What the exercise asks: Restate all of the data precisely, omitting nothing.

Data extracts:
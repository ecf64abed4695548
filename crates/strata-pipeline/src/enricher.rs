//! L2 semantic enrichment: description, summary and tags per item.

use std::fmt::Write as _;

use serde::{Deserialize, Serialize};
use strata_llm::{LlmProvider, Message};
use strata_parse::AiItem;

use crate::BoxFuture;
use crate::error::CollaboratorError;

/// Prefix of the text stored for items whose enrichment failed.
pub const ENRICHMENT_FAILED: &str = "[enrichment failed]";

#[derive(Debug, Clone, PartialEq, Eq, Serialize, Deserialize)]
pub struct Enrichment {
    pub description: String,
    #[serde(default)]
    pub summary: String,
    #[serde(default)]
    pub tags: Vec<String>,
}

impl Enrichment {
    /// Sentinel enrichment carrying `reason`.
    #[must_use]
    pub fn failed(reason: impl std::fmt::Display) -> Self {
        let text = format!("{ENRICHMENT_FAILED} {reason}");
        Self {
            description: text.clone(),
            summary: text,
            tags: Vec::new(),
        }
    }

    #[must_use]
    pub fn is_failed(&self) -> bool {
        self.description.starts_with(ENRICHMENT_FAILED)
    }
}

pub trait SemanticEnricher: Send + Sync {
    /// One enrichment per input item, in input order.
    fn enrich_batch<'a>(
        &'a self,
        items: &'a [AiItem],
    ) -> BoxFuture<'a, Result<Vec<Enrichment>, CollaboratorError>>;
}

const SYSTEM_PROMPT: &str = "You document source code. For every numbered construct \
you receive, write a one-paragraph description of what it does, a one-sentence summary, \
and up to five lowercase topic tags. Reply with only a JSON array containing one object \
per construct, in input order, each shaped as \
{\"description\": string, \"summary\": string, \"tags\": [string]}.";

/// Enricher backed by a chat model; one request per batch.
#[derive(Debug, Clone)]
pub struct LlmEnricher<P> {
    provider: P,
    max_code_chars: usize,
}

impl<P: LlmProvider> LlmEnricher<P> {
    #[must_use]
    pub fn new(provider: P, max_code_chars: usize) -> Self {
        Self {
            provider,
            max_code_chars,
        }
    }

    fn prompt(&self, items: &[AiItem]) -> String {
        let mut prompt = String::new();
        for (i, item) in items.iter().enumerate() {
            let _ = writeln!(
                prompt,
                "## {} {} `{}` ({}, {})",
                i + 1,
                item.item_type,
                item.name,
                item.language.id(),
                item.file_path
            );
            if !item.l1_deps.is_empty() {
                let deps: Vec<&str> = item.l1_deps.iter().map(|d| d.name.as_str()).collect();
                let _ = writeln!(prompt, "Depends on: {}", deps.join(", "));
            }
            let _ = writeln!(
                prompt,
                "```\n{}\n```\n",
                truncate_chars(&item.l0_code, self.max_code_chars)
            );
        }
        prompt
    }
}

impl<P: LlmProvider> SemanticEnricher for LlmEnricher<P> {
    fn enrich_batch<'a>(
        &'a self,
        items: &'a [AiItem],
    ) -> BoxFuture<'a, Result<Vec<Enrichment>, CollaboratorError>> {
        Box::pin(async move {
            if items.is_empty() {
                return Ok(Vec::new());
            }
            let messages = [Message::system(SYSTEM_PROMPT), Message::user(self.prompt(items))];
            let response = self.provider.chat(&messages).await?;
            parse_response(&response)
        })
    }
}

/// Parse a chat reply into enrichments.
///
/// Non-array replies fail the batch. Elements that do not deserialize become
/// sentinels so the rest of the batch survives.
///
/// # Errors
///
/// Returns [`CollaboratorError::Other`] when no JSON array can be found.
pub fn parse_response(response: &str) -> Result<Vec<Enrichment>, CollaboratorError> {
    let body = extract_array(response).ok_or_else(|| {
        CollaboratorError::Other("enrichment response contains no JSON array".into())
    })?;
    let values: Vec<serde_json::Value> = serde_json::from_str(body)?;
    Ok(values
        .into_iter()
        .enumerate()
        .map(|(i, value)| {
            serde_json::from_value(value).unwrap_or_else(|e| {
                tracing::debug!(entry = i, "unparseable enrichment entry: {e}");
                Enrichment::failed(format!("unparseable response entry: {e}"))
            })
        })
        .collect())
}

fn extract_array(response: &str) -> Option<&str> {
    let start = response.find('[')?;
    let end = response.rfind(']')?;
    (end > start).then(|| &response[start..=end])
}

fn truncate_chars(text: &str, max: usize) -> &str {
    match text.char_indices().nth(max) {
        Some((idx, _)) => &text[..idx],
        None => text,
    }
}

#[cfg(test)]
mod tests {
    use strata_llm::mock::MockProvider;
    use strata_parse::ParserDispatcher;

    use super::*;

    fn items() -> Vec<AiItem> {
        ParserDispatcher::default()
            .parser_for(std::path::Path::new("calc.py"))
            .unwrap()
            .parse_source(
                "def add(a, b):\n    return a + b\n\n\ndef sub(a, b):\n    return a - b\n",
                "calc.py",
            )
    }

    #[test]
    fn fenced_array_is_parsed() {
        let reply = "Sure:\n```json\n[{\"description\": \"adds\", \"summary\": \"a+b\", \"tags\": [\"math\"]}]\n```";
        let parsed = parse_response(reply).unwrap();
        assert_eq!(
            parsed,
            [Enrichment {
                description: "adds".into(),
                summary: "a+b".into(),
                tags: vec!["math".into()],
            }]
        );
    }

    #[test]
    fn bad_entries_degrade_individually() {
        let parsed = parse_response(r#"[{"description": "ok"}, 42, {"summary": "no desc"}]"#).unwrap();
        assert_eq!(parsed.len(), 3);
        assert!(!parsed[0].is_failed());
        assert!(parsed[0].tags.is_empty());
        assert!(parsed[1].is_failed());
        assert!(parsed[2].is_failed());
    }

    #[test]
    fn non_array_response_fails() {
        assert!(parse_response("{\"description\": \"x\"}").is_err());
        assert!(parse_response("I cannot help with that.").is_err());
        assert!(matches!(parse_response("[1, 2"), Err(_)));
    }

    #[test]
    fn failed_enrichment_carries_reason() {
        let e = Enrichment::failed("timeout");
        assert_eq!(e.description, "[enrichment failed] timeout");
        assert_eq!(e.summary, e.description);
        assert!(e.is_failed());
    }

    #[test]
    fn truncation_respects_char_boundaries() {
        assert_eq!(truncate_chars("héllo", 2), "hé");
        assert_eq!(truncate_chars("abc", 10), "abc");
        assert_eq!(truncate_chars("abc", 0), "");
    }

    #[tokio::test]
    async fn one_chat_request_per_batch() {
        let provider = MockProvider::with_responses(vec![
            r#"[{"description": "adds", "summary": "s1"}, {"description": "subtracts", "summary": "s2"}]"#
                .into(),
        ]);
        let enricher = LlmEnricher::new(provider.clone(), 8);
        let out = enricher.enrich_batch(&items()).await.unwrap();
        assert_eq!(out[0].description, "adds");
        assert_eq!(out[1].description, "subtracts");

        let calls = provider.chat_calls();
        assert_eq!(calls.len(), 1);
        let user = &calls[0][1].content;
        assert!(user.contains("## 1 function `add`"));
        assert!(user.contains("## 2 function `sub`"));
        assert!(user.contains("def add("), "code truncated to 8 chars: {user}");
        assert!(!user.contains("return a + b"));
    }

    #[tokio::test]
    async fn provider_error_fails_batch() {
        let enricher = LlmEnricher::new(MockProvider::failing(), 100);
        assert!(matches!(
            enricher.enrich_batch(&items()).await,
            Err(CollaboratorError::Llm(_))
        ));
    }

    #[tokio::test]
    async fn empty_batch_skips_request() {
        let provider = MockProvider::default();
        let enricher = LlmEnricher::new(provider.clone(), 100);
        assert!(enricher.enrich_batch(&[]).await.unwrap().is_empty());
        assert!(provider.chat_calls().is_empty());
    }
}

Exercise output:
repository ecf64abed4695548
filename crates/strata-pipeline/src/enricher.rs
//! L2 semantic enrichment: description, summary and tags per item.

use std::fmt::Write as _;

use serde::{Deserialize, Serialize};
use strata_llm::{LlmProvider, Message};
use strata_parse::AiItem;

use crate::BoxFuture;
use crate::error::CollaboratorError;

/// Prefix of the text stored for items whose enrichment failed.
pub const ENRICHMENT_FAILED: &str = "[enrichment failed]";

#[derive(Debug, Clone, PartialEq, Eq, Serialize, Deserialize)]
pub struct Enrichment {
    pub description: String,
    #[serde(default)]
    pub summary: String,
    #[serde(default)]
    pub tags: Vec<String>,
}

impl Enrichment {
    /// Sentinel enrichment carrying `reason`.
    #[must_use]
    pub fn failed(reason: impl std::fmt::Display) -> Self {
        let text = format!("{ENRICHMENT_FAILED} {reason}");
        Self {
            description: text.clone(),
            summary: text,
            tags: Vec::new(),
        }
    }

    #[must_use]
    pub fn is_failed(&self) -> bool {
        self.description.starts_with(ENRICHMENT_FAILED)
    }
}

pub trait SemanticEnricher: Send + Sync {
    /// One enrichment per input item, in input order.
    fn enrich_batch<'a>(
        &'a self,
        items: &'a [AiItem],
    ) -> BoxFuture<'a, Result<Vec<Enrichment>, CollaboratorError>>;
}

const SYSTEM_PROMPT: &str = "You document source code. For every numbered construct \
you receive, write a one-paragraph description of what it does, a one-sentence summary, \
and up to five lowercase topic tags. Reply with only a JSON array containing one object \
per construct, in input order, each shaped as \
{\"description\": string, \"summary\": string, \"tags\": [string]}.";

/// Enricher backed by a chat model; one request per batch.
#[derive(Debug, Clone)]
pub struct LlmEnricher<P> {
    provider: P,
    max_code_chars: usize,
}

impl<P: LlmProvider> LlmEnricher<P> {
    #[must_use]
    pub fn new(provider: P, max_code_chars: usize) -> Self {
        Self {
            provider,
            max_code_chars,
        }
    }

    fn prompt(&self, items: &[AiItem]) -> String {
        let mut prompt = String::new();
        for (i, item) in items.iter().enumerate() {
            let _ = writeln!(
                prompt,
                "## {} {} `{}` ({}, {})",
                i + 1,
                item.item_type,
                item.name,
                item.language.id(),
                item.file_path
            );
            if !item.l1_deps.is_empty() {
                let deps: Vec<&str> = item.l1_deps.iter().map(|d| d.name.as_str()).collect();
                let _ = writeln!(prompt, "Depends on: {}", deps.join(", "));
            }
            let _ = writeln!(
                prompt,
                "```\n{}\n```\n",
                truncate_chars(&item.l0_code, self.max_code_chars)
            );
        }
        prompt
    }
}

impl<P: LlmProvider> SemanticEnricher for LlmEnricher<P> {
    fn enrich_batch<'a>(
        &'a self,
        items: &'a [AiItem],
    ) -> BoxFuture<'a, Result<Vec<Enrichment>, CollaboratorError>> {
        Box::pin(async move {
            if items.is_empty() {
                return Ok(Vec::new());
            }
            let messages = [Message::system(SYSTEM_PROMPT), Message::user(self.prompt(items))];
            let response = self.provider.chat(&messages).await?;
            parse_response(&response)
        })
    }
}

/// Parse a chat reply into enrichments.
///
/// Non-array replies fail the batch. Elements that do not deserialize become
/// sentinels so the rest of the batch survives.
///
/// # Errors
///
/// Returns [`CollaboratorError::Other`] when no JSON array can be found.
pub fn parse_response(response: &str) -> Result<Vec<Enrichment>, CollaboratorError> {
    let body = extract_array(response).ok_or_else(|| {
        CollaboratorError::Other("enrichment response contains no JSON array".into())
    })?;
    let values: Vec<serde_json::Value> = serde_json::from_str(body)?;
    Ok(values
        .into_iter()
        .enumerate()
        .map(|(i, value)| {
            serde_json::from_value(value).unwrap_or_else(|e| {
                tracing::debug!(entry = i, "unparseable enrichment entry: {e}");
                Enrichment::failed(format!("unparseable response entry: {e}"))
            })
        })
        .collect())
}

fn extract_array(response: &str) -> Option<&str> {
    let start = response.find('[')?;
    let end = response.rfind(']')?;
    (end > start).then(|| &response[start..=end])
}

fn truncate_chars(text: &str, max: usize) -> &str {
    match text.char_indices().nth(max) {
        Some((idx, _)) => &text[..idx],
        None => text,
    }
}

#[cfg(test)]
mod tests {
    use strata_llm::mock::MockProvider;
    use strata_parse::ParserDispatcher;

    use super::*;

    fn items() -> Vec<AiItem> {
        ParserDispatcher::default()
            .parser_for(std::path::Path::new("calc.py"))
            .unwrap()
            .parse_source(
                "def add(a, b):\n    return a + b\n\n\ndef sub(a, b):\n    return a - b\n",
                "calc.py",
            )
    }

    #[test]
    fn fenced_array_is_parsed() {
        let reply = "Sure:\n```json\n[{\"description\": \"adds\", \"summary\": \"a+b\", \"tags\": [\"math\"]}]\n```";
        let parsed = parse_response(reply).unwrap();
        assert_eq!(
            parsed,
            [Enrichment {
                description: "adds".into(),
                summary: "a+b".into(),
                tags: vec!["math".into()],
            }]
        );
    }

    #[test]
    fn bad_entries_degrade_individually() {
        let parsed = parse_response(r#"[{"description": "ok"}, 42, {"summary": "no desc"}]"#).unwrap();
        assert_eq!(parsed.len(), 3);
        assert!(!parsed[0].is_failed());
        assert!(parsed[0].tags.is_empty());
        assert!(parsed[1].is_failed());
        assert!(parsed[2].is_failed());
    }

    #[test]
    fn non_array_response_fails() {
        assert!(parse_response("{\"description\": \"x\"}").is_err());
        assert!(parse_response("I cannot help with that.").is_err());
        assert!(matches!(parse_response("[1, 2"), Err(_)));
    }

    #[test]
    fn failed_enrichment_carries_reason() {
        let e = Enrichment::failed("timeout");
        assert_eq!(e.description, "[enrichment failed] timeout");
        assert_eq!(e.summary, e.description);
        assert!(e.is_failed());
    }

    #[test]
    fn truncation_respects_char_boundaries() {
        assert_eq!(truncate_chars("héllo", 2), "hé");
        assert_eq!(truncate_chars("abc", 10), "abc");
        assert_eq!(truncate_chars("abc", 0), "");
    }

    #[tokio::test]
    async fn one_chat_request_per_batch() {
        let provider = MockProvider::with_responses(vec![
            r#"[{"description": "adds", "summary": "s1"}, {"description": "subtracts", "summary": "s2"}]"#
                .into(),
        ]);
        let enricher = LlmEnricher::new(provider.clone(), 8);
        let out = enricher.enrich_batch(&items()).await.unwrap();
        assert_eq!(out[0].description, "adds");
        assert_eq!(out[1].description, "subtracts");

        let calls = provider.chat_calls();
        assert_eq!(calls.len(), 1);
        let user = &calls[0][1].content;
        assert!(user.contains("## 1 function `add`"));
        assert!(user.contains("## 2 function `sub`"));
        assert!(user.contains("def add("), "code truncated to 8 chars: {user}");
        assert!(!user.contains("return a + b"));
    }

    #[tokio::test]
    async fn provider_error_fails_batch() {
        let enricher = LlmEnricher::new(MockProvider::failing(), 100);
        assert!(matches!(
            enricher.enrich_batch(&items()).await,
            Err(CollaboratorError::Llm(_))
        ));
    }

    #[tokio::test]
    async fn empty_batch_skips_request() {
        let provider = MockProvider::default();
        let enricher = LlmEnricher::new(provider.clone(), 100);
        assert!(enricher.enrich_batch(&[]).await.unwrap().is_empty());
        assert!(provider.chat_calls().is_empty());
    }
}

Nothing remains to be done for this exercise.